Frank Sterling, Lee’s cousin and a local journalist, said they hope to petition California Attorney General Rob Bonta — or another independent agency — to reopen the investigation into Lee’s death, which he believes was a racist and anti-gay attack.

“This case has laid dormant and quiet for too long, but I want to hold people accountable,” Sterling said. “That’s why I’m here — I want to find out what happened to my cousin.”

According to a 415-page FBI file that compiled accounts and investigations into what happened that November night, two men wearing white Ku Klux Klan robes were arrested — 12 hours before Lee’s body was found — after stabbing two young black men in the parking lot of a Concord bar located only a few miles away from the city’s BART station.

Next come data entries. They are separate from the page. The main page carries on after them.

impl QuerySpec {
    /// Coerce raw control values into a spec.
    ///
    /// Inputs never fail: a rank bound that is not an integer is ignored and
    /// an unknown sort key falls back to the default ordering.
    #[must_use]
    pub fn from_raw(raw: &RawQuery) -> Self {
        Self {
            text: raw.text.trim().to_string(),
            country: raw.country.trim().to_string(),
            rank_min: parse_bound(&raw.rank_min),
            rank_max: parse_bound(&raw.rank_max),
            sort_key: raw.sort.parse().unwrap_or_default(),
        }
    }

    /// Check if this spec is the reset state.
    #[must_use]
    pub fn is_default(&self) -> bool {
        *self == Self::default()
    }

    /// Check whether a single entry passes every filter.
    #[must_use]
    pub fn matches(&self, entry: &RankingEntry) -> bool {
        if !self.text.is_empty() {
            let haystack = format!("{} {}", entry.university, entry.country).to_lowercase();
            if !haystack.contains(&self.text.to_lowercase()) {
                return false;
            }
        }
        if !self.country.is_empty() && entry.country != self.country {
            return false;
        }
        let rank = i64::from(entry.rank);
        if self.rank_min.is_some_and(|min| rank < min) {
            return false;
        }
        if self.rank_max.is_some_and(|max| rank > max) {
            return false;
        }
        true
    }

    /// Summary of the filters currently in effect, one line each.
    #[must_use]
    pub fn active_filters(&self) -> Vec<String> {
        let mut filters = Vec::new();
        if !self.text.is_empty() {
            filters.push(format!("Search: \"{}\"", self.text));
        }
        if !self.country.is_empty() {
            filters.push(format!("Country: {}", self.country));
        }
        if let Some(min) = self.rank_min {
            filters.push(format!("Rank >= {min}"));
        }
        if let Some(max) = self.rank_max {
            filters.push(format!("Rank <= {max}"));
        }
        if self.sort_key != SortKey::default() {
            filters.push(format!("Sort: {}", self.sort_key.label()));
        }
        filters
    }
}

fn parse_bound(raw: &str) -> Option<i64> {
    raw.trim().parse().ok()
}

/// Produce the filtered and ordered view of `records`.
#[must_use]
pub fn apply(records: &[RankingEntry], spec: &QuerySpec) -> Vec<RankingEntry> {
    let mut view: Vec<RankingEntry> = records
        .iter()
        .filter(|entry| spec.matches(entry))
        .cloned()
        .collect();
    // sort_by is stable, so ties keep filter order
    view.sort_by(|a, b| spec.sort_key.compare(a, b));
    view
}
//! Logging configuration for unirank.
//!
//! Log output goes to stderr so that tables, CSV and JSON written to stdout
//! stay machine-readable.

use tracing::Level;
use tracing_subscriber::{fmt, prelude::*, EnvFilter};

/// Verbosity level for logging output.
#[derive(Debug, Clone, Copy, PartialEq, Eq, Default)]
pub enum Verbosity {
    /// Suppress all output except errors.
    Quiet,
    /// Warnings and above. Informational logs would interleave with tables.
    #[default]
    Normal,
    /// Debug output.
    Verbose,
    /// Trace output.
    Trace,
}

impl Verbosity {
    /// Convert verbosity to a tracing level.
    #[must_use]
    pub fn to_level_filter(&self) -> Level {
        match self {
            Self::Quiet => Level::ERROR,
            Self::Normal => Level::WARN,
            Self::Verbose => Level::DEBUG,
            Self::Trace => Level::TRACE,
        }
    }
}

/// Initialize the logging system.
///
/// `RUST_LOG` takes precedence over `verbosity` when set.
///
/// # Examples
///
/// ```no_run
/// use unirank::{init_logging, logging::Verbosity};
///
/// init_logging(Verbosity::Verbose);
/// ```
pub fn init_logging(verbosity: Verbosity) {
    let default_filter = format!("unirank={}", verbosity.to_level_filter());

    let env_filter = EnvFilter::try_from_default_env()
        .unwrap_or_else(|_| EnvFilter::new(&default_filter));

    let subscriber = tracing_subscriber::registry().with(env_filter).with(
        fmt::layer()
            .with_writer(std::io::stderr)
            .with_target(true)
            .with_thread_ids(false)
            .with_file(false)
            .with_line_number(false),
    );

    // Ignore the error if a subscriber is already installed
    let _ = subscriber.try_init();
}

/// Initialize logging for tests.
#[cfg(test)]
pub fn init_test_logging() {
    let _ = tracing_subscriber::fmt()
        .with_env_filter("warn")
        .with_test_writer()
        .try_init();
}
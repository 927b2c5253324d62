//! Durable local storage for unirank.
//!
//! Local state is a flat string key-value store, the same shape as browser
//! local storage. [`SqliteStore`] keeps it in a `SQLite` file; [`MemoryStore`]
//! keeps it in process for tests and throwaway sessions.

pub mod migrations;
pub mod schema;

use std::collections::HashMap;
use std::path::{Path, PathBuf};
use std::sync::{Arc, Mutex, PoisonError};

use rusqlite::{params, Connection, OptionalExtension};
use tracing::{debug, info};

use crate::error::{Error, Result};

/// A string key-value store that survives restarts.
pub trait LocalStore: Send + std::fmt::Debug {
    /// Read the value stored under `key`.
    ///
    /// # Errors
    ///
    /// Returns an error if the backend cannot be read.
    fn get(&self, key: &str) -> Result<Option<String>>;

    /// Store `value` under `key`, replacing any previous value.
    ///
    /// # Errors
    ///
    /// Returns an error if the backend cannot be written.
    fn set(&self, key: &str, value: &str) -> Result<()>;

    /// Remove `key`. Removing a missing key is not an error.
    ///
    /// # Errors
    ///
    /// Returns an error if the backend cannot be written.
    fn remove(&self, key: &str) -> Result<()>;
}

/// Open (or create) a database file and bring its schema up to date.
///
/// Creates parent directories as needed.
///
/// # Errors
///
/// Returns an error if the directory, database, or schema cannot be created.
pub fn open_database(path: &Path) -> Result<Connection> {
    if let Some(parent) = path.parent() {
        if !parent.as_os_str().is_empty() && !parent.exists() {
            std::fs::create_dir_all(parent).map_err(|source| Error::DirectoryCreate {
                path: parent.to_path_buf(),
                source,
            })?;
        }
    }

    debug!("Opening database at {}", path.display());
    let conn = Connection::open(path).map_err(|source| Error::DatabaseOpen {
        path: path.to_path_buf(),
        source,
    })?;

    // WAL lets the shared note log be read and appended from several processes
    conn.execute_batch("PRAGMA journal_mode=WAL; PRAGMA synchronous=NORMAL;")?;
    migrations::initialize_schema(&conn)?;

    info!("Database opened at {}", path.display());
    Ok(conn)
}

/// Open an in-memory database with the full schema.
///
/// # Errors
///
/// Returns an error if the database cannot be created.
pub fn open_in_memory_database() -> Result<Connection> {
    let conn = Connection::open_in_memory().map_err(|source| Error::DatabaseOpen {
        path: PathBuf::from(":memory:"),
        source,
    })?;
    migrations::initialize_schema(&conn)?;
    Ok(conn)
}

/// `SQLite`-backed local storage.
#[derive(Debug)]
pub struct SqliteStore {
    path: PathBuf,
    conn: Connection,
}

impl SqliteStore {
    /// Open or create a store at the given path.
    ///
    /// # Errors
    ///
    /// Returns an error if the database cannot be opened.
    pub fn open(path: impl AsRef<Path>) -> Result<Self> {
        let path = path.as_ref().to_path_buf();
        let conn = open_database(&path)?;
        Ok(Self { path, conn })
    }

    /// Create an in-memory store.
    ///
    /// # Errors
    ///
    /// Returns an error if the in-memory database cannot be created.
    pub fn open_in_memory() -> Result<Self> {
        Ok(Self {
            path: PathBuf::from(":memory:"),
            conn: open_in_memory_database()?,
        })
    }

    /// Get the path to the database file.
    #[must_use]
    pub fn path(&self) -> &Path {
        &self.path
    }
}

impl LocalStore for SqliteStore {
    fn get(&self, key: &str) -> Result<Option<String>> {
        let value = self
            .conn
            .query_row("SELECT value FROM kv WHERE key = ?1", [key], |row| {
                row.get(0)
            })
            .optional()?;
        Ok(value)
    }

    fn set(&self, key: &str, value: &str) -> Result<()> {
        self.conn.execute(
            r"
            INSERT INTO kv (key, value, updated_at) VALUES (?1, ?2, datetime('now'))
            ON CONFLICT(key) DO UPDATE SET value = excluded.value, updated_at = excluded.updated_at
            ",
            params![key, value],
        )?;
        debug!(key, bytes = value.len(), "Stored local value");
        Ok(())
    }

    fn remove(&self, key: &str) -> Result<()> {
        let affected = self.conn.execute("DELETE FROM kv WHERE key = ?1", [key])?;
        debug!(key, affected, "Removed local value");
        Ok(())
    }
}

/// In-process local storage.
///
/// Clones share the same contents, which lets tests simulate a reload by
/// building a second persistence layer over the same store.
#[derive(Debug, Clone, Default)]
pub struct MemoryStore {
    values: Arc<Mutex<HashMap<String, String>>>,
}

impl MemoryStore {
    /// Create an empty store.
    #[must_use]
    pub fn new() -> Self {
        Self::default()
    }
}

impl LocalStore for MemoryStore {
    fn get(&self, key: &str) -> Result<Option<String>> {
        let values = self.values.lock().unwrap_or_else(PoisonError::into_inner);
        Ok(values.get(key).cloned())
    }

    fn set(&self, key: &str, value: &str) -> Result<()> {
        let mut values = self.values.lock().unwrap_or_else(PoisonError::into_inner);
        values.insert(key.to_string(), value.to_string());
        Ok(())
    }

    fn remove(&self, key: &str) -> Result<()> {
        let mut values = self.values.lock().unwrap_or_else(PoisonError::into_inner);
        values.remove(key);
        Ok(())
    }
}
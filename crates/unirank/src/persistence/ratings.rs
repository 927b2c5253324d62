//! Star ratings aggregated per university.

use std::collections::BTreeMap;

use serde::{Deserialize, Serialize};

/// Lowest accepted vote.
pub const MIN_STARS: u8 = 1;

/// Highest accepted vote.
pub const MAX_STARS: u8 = 5;

/// Running total of the votes cast for one university.
#[derive(Debug, Clone, Copy, Default, PartialEq, Eq, Serialize, Deserialize)]
pub struct RatingAggregate {
    /// Sum of all votes.
    pub sum: u64,
    /// Number of votes.
    pub count: u64,
}

impl RatingAggregate {
    /// Add one vote.
    pub fn add(&mut self, stars: u8) {
        self.sum += u64::from(stars);
        self.count += 1;
    }

    /// Mean vote, or `None` with no votes.
    #[must_use]
    #[allow(clippy::cast_precision_loss)]
    pub fn average(&self) -> Option<f64> {
        (self.count > 0).then(|| self.sum as f64 / self.count as f64)
    }
}

/// Clamp a vote into the accepted star range.
#[must_use]
pub fn clamp_stars(value: i64) -> u8 {
    let clamped = value.clamp(i64::from(MIN_STARS), i64::from(MAX_STARS));
    u8::try_from(clamped).unwrap_or(MAX_STARS)
}

/// Ratings keyed by the raw university string.
///
/// Differently spelled names are different keys.
#[derive(Debug, Clone, Default, PartialEq, Eq, Serialize, Deserialize)]
#[serde(transparent)]
pub struct Ratings {
    by_university: BTreeMap<String, RatingAggregate>,
}

impl Ratings {
    /// Create an empty set of ratings.
    #[must_use]
    pub fn new() -> Self {
        Self::default()
    }

    /// Record one vote, creating the aggregate on first use.
    pub fn record(&mut self, university: &str, stars: u8) {
        self.by_university
            .entry(university.to_string())
            .or_default()
            .add(stars);
    }

    /// The aggregate for `university`, if any votes were cast.
    #[must_use]
    pub fn get(&self, university: &str) -> Option<&RatingAggregate> {
        self.by_university.get(university)
    }

    /// Number of universities with at least one vote.
    #[must_use]
    pub fn len(&self) -> usize {
        self.by_university.len()
    }

    /// Check if no votes have been recorded.
    #[must_use]
    pub fn is_empty(&self) -> bool {
        self.by_university.is_empty()
    }
}

#[cfg(test)]
mod tests {
    use super::*;

    #[test]
    fn test_average() {
        let mut aggregate = RatingAggregate::default();
        assert_eq!(aggregate.average(), None);

        aggregate.add(4);
        aggregate.add(5);
        assert_eq!(aggregate, RatingAggregate { sum: 9, count: 2 });
        assert_eq!(aggregate.average(), Some(4.5));
    }

    #[test]
    fn test_record_is_order_independent() {
        let mut batched = Ratings::new();
        for stars in [3, 5, 4] {
            batched.record("A U", stars);
        }

        let mut split = Ratings::new();
        for stars in [3, 5] {
            split.record("A U", stars);
        }
        split.record("A U", 4);

        assert_eq!(batched, split);
        assert_eq!(
            batched.get("A U"),
            Some(&RatingAggregate { sum: 12, count: 3 })
        );
    }

    #[test]
    fn test_keys_are_raw_strings() {
        let mut ratings = Ratings::new();
        ratings.record("MIT", 5);
        ratings.record("M.I.T.", 3);
        assert_eq!(ratings.len(), 2);
        assert!(ratings.get("mit").is_none());
    }

    #[test]
    fn test_clamp_stars() {
        assert_eq!(clamp_stars(0), 1);
        assert_eq!(clamp_stars(-7), 1);
        assert_eq!(clamp_stars(3), 3);
        assert_eq!(clamp_stars(9), 5);
    }

    #[test]
    fn test_serialized_shape() {
        let mut ratings = Ratings::new();
        ratings.record("A U", 4);
        let json = serde_json::to_string(&ratings).unwrap();
        assert_eq!(json, r#"{"A U":{"sum":4,"count":1}}"#);

        let back: Ratings = serde_json::from_str(&json).unwrap();
        assert_eq!(back, ratings);
    }
}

While then-Concord Police Chief George Straka described it as “an individual act” by “a couple of jerks,” Klan literature found in their pockets when they were arrested bolstered theories that Lee might have been murdered.

Within 24 hours, Concord police had destroyed the 16-inch ligature that strangled Lee, rather than preserve it as evidence — which they claimed was in line with internal policies regarding suicides at the time. Lee was also embalmed before his family could conduct a second independent autopsy, despite efforts to delay the burial.

At least two neighbors living near the BART station reported hearing screams and the sound of people running hours before Lee was found.

After ending up in Concord, Lee called his roommate and other acquaintances from a payphone but assured them that he’d somehow find a way home — about 25 miles to Berkeley — according to a timetable of Lee’s last 24 hours compiled by the Contra Costa Times in 1986 through written statements and interviews. Lee also told colleagues after work on the day before his death that he’d see them when he returned to work the next week.

The Emeryville and Oakland branches of the NAACP decried what they felt was a lackluster investigation by local law enforcement. But many Concord city officials were frustrated by the NAACP’s allegations about KKK activity in the county, which they said they could neither deny nor verify at the time.

The Concord police chief, a Contra Costa County crisis coordinator and the county coroner all had “no doubts” that Lee hung himself in the vacant dirt lot that night, according to news accounts at the time. In addition to autopsy reports that determined there were no physical signs of a struggle or that Lee was forcibly hanged, a county official reviewing the case said Lee was “in the critical age group” for suicide and may have exacerbated depressed feelings after drinking alcohol earlier that night, especially while stranded late at night in an unfamiliar, largely white and working class city.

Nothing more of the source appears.